• [Data supplied]:
//! Transport error types

use thiserror::Error;

/// Connection-level failures, before or while a response is read
#[derive(Error, Debug, Clone, PartialEq, Eq)]
pub enum TransportError {
    #[error("Connection failed: {0}")]
    Connect(String),

    #[error("Connection lost: {0}")]
    Disconnected(String),

    #[error("Request timed out")]
    Timeout,

    #[error("Transport closed")]
    Closed,

    #[error("Invalid request: {0}")]
    InvalidRequest(String),
}

impl TransportError {
    /// Whether reissuing the same request may succeed
    pub fn is_retryable(&self) -> bool {
        matches!(
            self,
            TransportError::Connect(_) | TransportError::Disconnected(_) | TransportError::Timeout
        )
    }
}

impl From<reqwest::Error> for TransportError {
    fn from(e: reqwest::Error) -> Self {
        if e.is_timeout() {
            TransportError::Timeout
        } else if e.is_builder() {
            TransportError::InvalidRequest(e.to_string())
        } else if e.is_connect() {
            TransportError::Connect(e.to_string())
        } else {
            TransportError::Disconnected(e.to_string())
        }
    }
}

/// Result type for transport operations
pub type TransportResult<T> = Result<T, TransportError>;
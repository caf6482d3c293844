#![allow(dead_code)]

use sofa::{ChangeEvent, ChangesFeed, Client, Database, FeedConfig, ReconnectPolicy};
use sofa_memory::MemoryServer;
use std::collections::BTreeSet;
use std::time::Duration;

pub const WAIT: Duration = Duration::from_secs(5);

/// Feed settings that reconnect quickly
pub fn fast_feed() -> FeedConfig {
    FeedConfig::default()
        .with_channel_capacity(4)
        .with_heartbeat(None)
        .with_reconnect(
            ReconnectPolicy::default()
                .with_initial_delay(Duration::from_millis(10))
                .with_max_delay(Duration::from_millis(50)),
        )
}

pub async fn setup(name: &str) -> (MemoryServer, Database) {
    let server = MemoryServer::new();
    let client = Client::with_transport(server.clone()).with_feed_config(fast_feed());
    let db = client.create_database(name).await.unwrap();
    (server, db)
}

pub async fn next_event(feed: &mut ChangesFeed) -> ChangeEvent {
    tokio::time::timeout(WAIT, feed.next())
        .await
        .expect("timed out waiting for a change")
        .expect("feed ended")
        .expect("feed failed")
}

/// Read events until every id in `expected` has been seen
pub async fn collect_ids(feed: &mut ChangesFeed, expected: &BTreeSet<String>) -> Vec<ChangeEvent> {
    let mut seen = BTreeSet::new();
    let mut events = Vec::new();
    while !expected.is_subset(&seen) {
        let event = next_event(feed).await;
        seen.insert(event.id.clone());
        events.push(event);
    }
    events
}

• [The task]: Among the records above, count the lines that include the word "name" and state the number by itself.

• [Written solution]: 2